Lorong rumah sakit militer itu dinginnya tidak wajar malam itu, seolah AC sengaja dinaikkan untuk membekukan orang-orang yang masih sadar. Lampu neon putih di langit-langit berkedip sekali, lalu stabil kembali. Reina Armanda berjalan pelan sambil melepas sarung tangan bedah, ujung jarinya memerah karena terlalu lama menggenggam alat operasi. Enam jam operasi darurat, tiga prajurit dengan luka tembak di perbatasan, dan dua nyawa yang hampir tidak kembali.
  Tapi justru bukan itu yang membuat napasnya berat.Ia merasa malam ini ada sesuatu yang menunggu namun bukan rasa lelah.
  Di ujung lorong, suara dua perawat yang berpapasan tiba-tiba merendah begitu melihatnya lewat.
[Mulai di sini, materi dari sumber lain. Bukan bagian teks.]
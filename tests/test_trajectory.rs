mod common;

use std::fs::{self, File};
use std::path::Path;
use std::sync::Arc;

use common::{CounterEnv, counter_frame, counter_state};
use playtrace::{Counter, Env, Observation, RunLayout, TrajectoryBuffer};
use tempfile::TempDir;

fn buffer(dir: &TempDir, capture_state: bool) -> TrajectoryBuffer<Counter> {
    let layout = RunLayout::new(dir.path(), "test");
    TrajectoryBuffer::new(layout, Counter::default(), capture_state).unwrap()
}

/// Steps `env` `n` times, storing every transition.
fn record(buffer: &mut TrajectoryBuffer<Counter>, env: &mut CounterEnv, n: usize) {
    let mut obs: Observation = Arc::new(env.frame());
    for _ in 0..n {
        let result = env.step(0).unwrap();
        let next = Arc::new(result.observation);
        buffer
            .store_transition(
                obs,
                next.clone(),
                0,
                result.reward,
                result.terminal,
                result.info,
                env,
            )
            .unwrap();
        obs = next;
    }
}

fn read_rows(path: &Path) -> (Vec<String>, Vec<Vec<String>>) {
    let mut rdr = csv::Reader::from_path(path).unwrap();
    let headers = rdr.headers().unwrap().iter().map(str::to_string).collect();
    let rows = rdr
        .records()
        .map(|r| r.unwrap().iter().map(str::to_string).collect())
        .collect();
    (headers, rows)
}

fn file_count(dir: &Path) -> usize {
    fs::read_dir(dir).map(|d| d.count()).unwrap_or(0)
}

#[test]
fn store_appends_in_frame_order() {
    let dir = TempDir::new().unwrap();
    let mut buf = buffer(&dir, true);
    let mut env = CounterEnv::new();
    record(&mut buf, &mut env, 6);

    assert_eq!(buf.len(), 6);
    for (i, t) in buf.transitions().iter().enumerate() {
        assert_eq!(t.frame_index, i);
        assert_eq!(t.engine_state, Some(counter_state(i as u32 + 1)));
        assert_eq!(*t.next_observation, counter_frame(i as u32 + 1));
        assert_eq!(*t.prior_observation, counter_frame(i as u32));
    }
}

#[test]
fn rewind_truncates_and_returns_boundary_snapshot() {
    let dir = TempDir::new().unwrap();
    let mut buf = buffer(&dir, true);
    let mut env = CounterEnv::new();
    record(&mut buf, &mut env, 10);

    let point = buf.rewind(3).unwrap();
    assert_eq!(buf.len(), 7);
    assert_eq!(point.state, counter_state(7));
    assert_eq!(*point.observation, counter_frame(7));

    let point = buf.rewind(0).unwrap();
    assert_eq!(buf.len(), 7);
    assert_eq!(point.state, counter_state(7));
}

#[test]
fn rewind_past_the_start_uses_the_anchor() {
    let dir = TempDir::new().unwrap();
    let mut buf = buffer(&dir, true);
    let mut env = CounterEnv::new();
    buf.set_anchor(counter_state(0), Arc::new(counter_frame(0)));
    record(&mut buf, &mut env, 4);

    let point = buf.rewind(50).unwrap();
    assert!(buf.is_empty());
    assert_eq!(point.state, counter_state(0));
    assert_eq!(*point.observation, counter_frame(0));
}

#[test]
fn rewind_without_anchor_falls_back_to_earliest_snapshot() {
    let dir = TempDir::new().unwrap();
    let mut buf = buffer(&dir, true);
    let mut env = CounterEnv::new();
    record(&mut buf, &mut env, 4);

    let point = buf.rewind(4).unwrap();
    assert!(buf.is_empty());
    assert_eq!(point.state, counter_state(1));
}

#[test]
fn rewind_without_snapshots_keeps_the_buffer() {
    let dir = TempDir::new().unwrap();
    let mut buf = buffer(&dir, false);
    let mut env = CounterEnv::new();
    record(&mut buf, &mut env, 5);

    assert!(buf.rewind(2).is_none());
    assert_eq!(buf.len(), 5);
    assert!(buf.transitions().iter().all(|t| t.engine_state.is_none()));
}

#[test]
fn empty_save_writes_header_only() {
    let dir = TempDir::new().unwrap();
    let mut buf = buffer(&dir, true);

    assert_eq!(buf.save_trajectory().unwrap(), Some(0));
    let paths = buf.paths().clone();
    assert_eq!(
        fs::read_to_string(&paths.table).unwrap(),
        "frame,reward,score,terminal,action\n"
    );
    assert_eq!(file_count(&paths.image_dir), 0);
    assert_eq!(file_count(&paths.state_dir), 0);
}

#[test]
fn empty_save_keeps_the_lives_column_when_enabled() {
    let dir = TempDir::new().unwrap();
    let mut buf = buffer(&dir, true);
    buf.set_lives_column(true);

    buf.save_trajectory().unwrap();
    assert_eq!(
        fs::read_to_string(&buf.paths().table).unwrap(),
        "frame,reward,score,terminal,action,lives\n"
    );
}

#[test]
fn saved_score_is_running_total() {
    let dir = TempDir::new().unwrap();
    let mut buf = buffer(&dir, true);
    let mut env = CounterEnv::new().with_reward(7, 1.0);
    record(&mut buf, &mut env, 10);
    buf.save_trajectory().unwrap();

    let (headers, rows) = read_rows(&buf.paths().table);
    assert_eq!(headers, ["frame", "reward", "score", "terminal", "action"]);
    assert_eq!(rows.len(), 10);

    let frames: Vec<usize> = rows.iter().map(|r| r[0].parse().unwrap()).collect();
    assert_eq!(frames, (0..10).collect::<Vec<_>>());
    let scores: Vec<f64> = rows.iter().map(|r| r[2].parse().unwrap()).collect();
    assert_eq!(scores, [0.0, 0.0, 0.0, 0.0, 0.0, 0.0, 0.0, 1.0, 1.0, 1.0]);
    assert!(rows.iter().all(|r| r[3] == "false"));
}

#[test]
fn lives_column_follows_the_backend() {
    let dir = TempDir::new().unwrap();
    let mut buf = buffer(&dir, false);
    let mut env = CounterEnv::new().with_lives(3).with_terminal_at(1);
    record(&mut buf, &mut env, 2);
    buf.save_trajectory().unwrap();

    let (headers, rows) = read_rows(&buf.paths().table);
    assert_eq!(headers.last().map(String::as_str), Some("lives"));
    assert_eq!(rows[0][5], "3");
    assert_eq!(rows[1][3], "true");
}

#[test]
fn images_are_stored_as_rgb() {
    let dir = TempDir::new().unwrap();
    let mut buf = buffer(&dir, true);
    let mut env = CounterEnv::new();
    record(&mut buf, &mut env, 3);
    buf.save_trajectory().unwrap();

    let paths = buf.paths().clone();
    assert_eq!(file_count(&paths.image_dir), 3);
    assert_eq!(file_count(&paths.state_dir), 3);

    let image = paths.image_path(0);
    assert!(image.ends_with("0000000.png"));
    let decoder = png::Decoder::new(File::open(&image).unwrap());
    let mut reader = decoder.read_info().unwrap();
    let mut pixels = vec![0; reader.output_buffer_size()];
    let info = reader.next_frame(&mut pixels).unwrap();
    assert_eq!((info.width, info.height), (2, 1));
    assert_eq!(info.color_type, png::ColorType::Rgb);
    assert_eq!(&pixels[..info.buffer_size()], &[200, 0, 1, 3, 2, 1]);

    let state = fs::read(paths.state_path(2)).unwrap();
    assert_eq!(state, 3u32.to_le_bytes());
}

#[test]
fn unchanged_buffer_is_not_saved_twice() {
    let dir = TempDir::new().unwrap();
    let mut buf = buffer(&dir, true);
    let mut env = CounterEnv::new();
    record(&mut buf, &mut env, 2);

    assert_eq!(buf.save_trajectory().unwrap(), Some(2));
    assert_eq!(buf.save_trajectory().unwrap(), None);

    record(&mut buf, &mut env, 1);
    assert_eq!(buf.save_trajectory().unwrap(), Some(3));
}

#[test]
fn new_trajectory_rotates_id_and_carries_anchor() {
    let dir = TempDir::new().unwrap();
    let mut buf = buffer(&dir, true);
    let mut env = CounterEnv::new();
    record(&mut buf, &mut env, 4);
    let first = buf.traj_id().clone();

    buf.new_trajectory().unwrap();
    assert_ne!(buf.traj_id(), &first);
    assert_eq!(buf.traj_id().as_str(), "1");
    assert!(buf.is_empty());
    assert!(buf.paths().image_dir.is_dir());

    let point = buf.rewind(10).unwrap();
    assert_eq!(point.state, counter_state(4));
}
Bukan karena wibawanya sebagai dokter bedah militer, tapi seperti ada bisik-bisik yang sudah mendahului langkahnya. Salah satu dari mereka bahkan sempat menatap Reina dengan ekspresi seperti hendak bicara… lalu mengurungkan diri.
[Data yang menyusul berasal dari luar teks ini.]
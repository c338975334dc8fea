use std::fmt;

use anyhow::Result;

use crate::frame::Frame;

/// Discrete environment action. `0` is always the no-op.
pub type ActionId = u8;

pub const NOOP: ActionId = 0;

/// Per-step metadata reported by the backend.
#[derive(Debug, Clone, Copy, Default, PartialEq, Eq)]
pub struct StepInfo {
    /// Lives remaining, for titles that have them.
    pub lives: Option<i32>,
}

#[derive(Debug, Clone)]
pub struct StepResult {
    pub observation: Frame,
    pub reward: f64,
    pub terminal: bool,
    pub info: StepInfo,
}

/// Opaque emulator snapshot. Only ever passed back to `restore_state`.
#[derive(Clone, PartialEq, Eq)]
pub struct EngineState(Vec<u8>);

impl EngineState {
    pub fn new(bytes: Vec<u8>) -> Self {
        Self(bytes)
    }

    pub fn as_bytes(&self) -> &[u8] {
        &self.0
    }

    pub fn len(&self) -> usize {
        self.0.len()
    }

    pub fn is_empty(&self) -> bool {
        self.0.is_empty()
    }
}

impl fmt::Debug for EngineState {
    fn fmt(&self, f: &mut fmt::Formatter<'_>) -> fmt::Result {
        write!(f, "EngineState({} bytes)", self.0.len())
    }
}

/// Simulation backend driven by the session loop.
pub trait Env {
    fn reset(&mut self) -> Result<Frame>;

    fn step(&mut self, action: ActionId) -> Result<StepResult>;

    /// Frame to show the player, if the backend renders one.
    fn render(&mut self) -> Option<Frame> {
        None
    }

    fn close(&mut self) -> Result<()> {
        Ok(())
    }

    fn clone_state(&mut self) -> Result<EngineState>;

    fn restore_state(&mut self, state: &EngineState) -> Result<()>;

    fn action_count(&self) -> usize;

    /// Whether `StepInfo::lives` is filled in; fixes the table layout.
    fn reports_lives(&self) -> bool {
        false
    }
}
  Reina mengabaikannya. Begitu membuka pintu ruang istirahat dokter, ia mengira ruangan itu kosong seperti biasa. Tapi ada seorang pria berdiri membelakangi pintu, menatap jendela yang mengarah ke lapangan helipad. Seragamnya rapi sekali untuk ukuran hampir tengah malam. Reina bahkan mendeteksi bau parfum yang asing lebih mahal dari biasanya.
  Dafa.
  Calon suaminya. Atau… seharusnya begitu.
  “Sudah nunggu lama?” suara Reina parau tapi tenang. Ia melepas masker dan meletakkannya di meja.
  Dafa tidak langsung menjawab. Bahunya tidak bergerak. Hanya rahangnya yang mengeras sesaat sebelum ia berbalik.
  “Aku cuma butuh bicara sebentar.” Nada suaranya terlalu formal, seperti sedang memberi laporan, bukan menemui tunangannya.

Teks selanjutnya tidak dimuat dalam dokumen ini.